Figure 4 illustrates the frequency-dependent characteristics of the forces exerted on the edges of the helix in close proximity to the resonance frequency. Figure 4(a) demonstrates that for both strands the inequalities ${\mathrm{F}}_{\mathrm{x}}^{\left(\mathrm{t}\mathrm{o}\mathrm{p}\right)}>0$, ${\mathrm{F}}_{\mathrm{x}}^{\left(\mathrm{b}\mathrm{o}\mathrm{t}\mathrm{t}\mathrm{o}\mathrm{m}\right)}<0$ are satisfied for the X-components of the forces at the top and bottom edges of the double helix. Thus, the X-components of the forces acting at the top and bottom edges of the double DNA-like helix stretch both strands of the helix. Figure 4(b) illustrates that the Y-components of the forces exerted on the top edge of the double DNA-like helix result in a mutual repulsion between the helix strands. Similar forces of mutual repulsion between two strands exist at the bottom edge of the double helix. The indicated direction of the X- and Y-components of the forces is due to the fact that charges of the same sign are induced on the two strands in the regions located symmetrically relative to the helix axis. With the help of Figure 4 (c), it is possible to analyze the direction of the torque moment $\overrightarrow{\mathrm{N}}=\overrightarrow{\mathrm{r}}\times \overrightarrow{\mathrm{F}}$ operating on the strands of the double helix at its edges. The inequalities ${\mathrm{N}}_{\mathrm{x}}^{\left(\mathrm{t}\mathrm{o}\mathrm{p}\right)}>0$, ${\mathrm{N}}_{\mathrm{x}}^{\left(\mathrm{b}\mathrm{o}\mathrm{t}\mathrm{t}\mathrm{o}\mathrm{m}\right)}<0$ are satisfied for the X-components of the torque moment at the top and bottom edges of the double helix, as shown in Figure 4(c). This paper examines a right-handed double helix that is analogous to an actual DNA molecule. In this regard, Figure 4 (c) shows that the Z-components of the forces acting on the top and bottom edges of the right-handed double DNA-like helix induce an additional twisting effect on the helix.

4. Conclusion

This article is interdisciplinary and focuses primarily on double DNA-like helices, which can be used as elements of metamaterials, provided they are scaled to the required frequency range of electromagnetic waves. In addition, the results obtained can be applied to real DNA while studying the disruptive effects of electromagnetic waves. The study considers the activation of the intrinsic mode of oscillations of electric current and electric charges in a double DNA-like helix, which correspond to a half-wave resonance, under the influence of an incident electromagnetic wave.

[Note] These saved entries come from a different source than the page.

fn render_readme(new: &NewExercise, exercises_dir: &Path) -> String {
    let objectives = new
        .learning_objectives
        .iter()
        .map(|o| format!("- {o}"))
        .collect::<Vec<_>>()
        .join("\n");
    let extension = extension_for_language(new.language);
    let dir_name = exercises_dir
        .file_name()
        .map(|n| n.to_string_lossy().into_owned())
        .unwrap_or_default();

    format!(
        "# Exercise: {topic}\n\
         \n\
         **Language:** {language}\n\
         **Type:** {type_desc}\n\
         **Difficulty:** {difficulty}\n\
         \n\
         ## Learning Objectives\n\
         \n\
         {objectives}\n\
         \n\
         ## Instructions\n\
         \n\
         {instructions}\n\
         \n\
         ## Getting Started\n\
         \n\
         1. Open the `starter{extension}` file\n\
         2. Read through the code and comments carefully\n\
         3. Complete the exercise according to the instructions above\n\
         4. When done, run `tutorctl exercise submit {dir_name}/{topic}` to get feedback\n\
         \n\
         ## Need Help?\n\
         \n\
         - Run `tutorctl exercise hint <path>` to get a hint\n\
         - Hints are revealed progressively - try to solve it first!\n",
        topic = new.topic,
        language = new.language,
        type_desc = type_description(new.exercise_type),
        difficulty = capitalize(new.difficulty),
        instructions = new.instructions,
    )
}

#[cfg(test)]
mod tests {
    use super::*;
    use tempfile::TempDir;

    fn sample(topic: &str) -> NewExercise<'_> {
        NewExercise {
            topic,
            language: "Python",
            exercise_type: "bug_fix",
            difficulty: "intermediate",
            instructions: "Fix the off-by-one error without changing the signature.",
            starter_code: "def f(xs):\n    return xs[1:]\n",
            test_code: Some("assert f([1]) == [1]\n"),
            hints: vec!["Look at the slice".to_string(), "Start index".to_string()],
            learning_objectives: vec!["Understand slicing".to_string()],
        }
    }

    #[test]
    fn test_create_writes_all_files() {
        let dir = TempDir::new().unwrap();
        let store = ExerciseStore::new(dir.path().to_path_buf());

        let exercise = store.create(&sample("List Slicing")).unwrap();
        assert!(exercise.id.starts_with("list-slicing-"));
        assert!(exercise.path.join(".meta.json").exists());
        assert!(exercise.path.join("README.md").exists());
        assert!(exercise.path.join("starter.py").exists());
        assert!(exercise.path.join("test_exercise.py").exists());
        assert_eq!(exercise.metadata.status, ExerciseStatus::Pending);

        let readme = std::fs::read_to_string(exercise.path.join("README.md")).unwrap();
        assert!(readme.contains("# Exercise: List Slicing"));
        assert!(readme.contains("Find and fix the bug(s)"));
        assert!(readme.contains("- Understand slicing"));
    }

    #[test]
    fn test_get_and_starter_code() {
        let dir = TempDir::new().unwrap();
        let store = ExerciseStore::new(dir.path().to_path_buf());
        let created = store.create(&sample("slicing")).unwrap();

        let fetched = store.get(&created.id).unwrap();
        assert_eq!(fetched.metadata.topic, "slicing");
        assert_eq!(
            fetched.starter_code().unwrap(),
            "def f(xs):\n    return xs[1:]\n"
        );

        assert!(store.get("no-such-exercise").is_none());
    }

    #[test]
    fn test_status_transitions_persist() {
        let dir = TempDir::new().unwrap();
        let store = ExerciseStore::new(dir.path().to_path_buf());
        let created = store.create(&sample("topic")).unwrap();

        store
            .update_status(&created.id, ExerciseStatus::Submitted)
            .unwrap();
        assert_eq!(
            store.get(&created.id).unwrap().metadata.status,
            ExerciseStatus::Submitted
        );
    }

    #[test]
    fn test_hints_reveal_progressively() {
        let dir = TempDir::new().unwrap();
        let store = ExerciseStore::new(dir.path().to_path_buf());
        let created = store.create(&sample("topic")).unwrap();

        assert_eq!(
            store.next_hint(&created.id).unwrap().as_deref(),
            Some("Look at the slice")
        );
        assert_eq!(
            store.next_hint(&created.id).unwrap().as_deref(),
            Some("Start index")
        );
        assert_eq!(store.next_hint(&created.id).unwrap(), None);
        assert_eq!(store.get(&created.id).unwrap().metadata.hints_revealed, 2);
    }

    #[test]
    fn test_list_filters_and_sorts() {
        let dir = TempDir::new().unwrap();
        let store = ExerciseStore::new(dir.path().to_path_buf());
        let a = store.create(&sample("first topic")).unwrap();
        store.create(&sample("second topic")).unwrap();
        store.update_status(&a.id, ExerciseStatus::Reviewed).unwrap();

        assert_eq!(store.list(None).len(), 2);
        let reviewed = store.list(Some(ExerciseStatus::Reviewed));
        assert_eq!(reviewed.len(), 1);
        assert_eq!(reviewed[0].metadata.topic, "first topic");
    }

    #[test]
    fn test_archive_and_delete() {
        let dir = TempDir::new().unwrap();
        let store = ExerciseStore::new(dir.path().to_path_buf());
        let created = store.create(&sample("topic")).unwrap();

        let dest = store.archive(&created.id).unwrap();
        assert!(dest.starts_with(dir.path().join("archived")));
        assert!(!created.path.exists());

        let archived = load_exercise(&dest).unwrap();
        assert_eq!(archived.metadata.status, ExerciseStatus::Archived);

        let second = store.create(&sample("another")).unwrap();
        store.delete(&second.id).unwrap();
        assert!(store.get(&second.id).is_none());
    }

    #[test]
    fn test_extension_fallback() {
        assert_eq!(extension_for_language("Rust"), ".rs");
        assert_eq!(extension_for_language("COBOL"), ".txt");
    }
}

Interaction forces manifest between the strands comprising the double helix, with primarily electric currents interacting in the central region and predominantly electric charges interacting at the edges. The simulation demonstrates that the direction of these interaction forces depends strongly on the pitch angle of the helix. For a double DNA-like helix with a pitch angle of α=28.4 degree, not only charges but also currents repel in the two strands of the helix, i.e., there is radial repulsion of the strands in all their regions. In addition, the edges of the helix are affected by the simultaneous tension and torsion forces of the helical strands. Hence, when subjected to an electromagnetic wave under the half-wave resonance condition, the double helix is susceptible to damage in all its areas. Conversely, the impact of electromagnetic waves may provide a novel potential for controlling the shape of the double helix. These nonlinear effects must be taken into account for actual DNA molecules in which the strands are very close to each other and the equilibrium of these molecules is dependent on the interaction of currents and charges in the strands. When developing metamaterials and metasurfaces with double DNA-like helical elements, the interaction of helical conductors must also be considered (Lagarkov et al., 1997; Semchenko et al., 2014; Semchenko et al., 2017; Gansel et al., 2009; Slobozhanyuk et al., 2013; Zhao et al., 2012; Kaschke & Wegener, 2015; Esposito et al., 2015; Schäferling et al., 2014).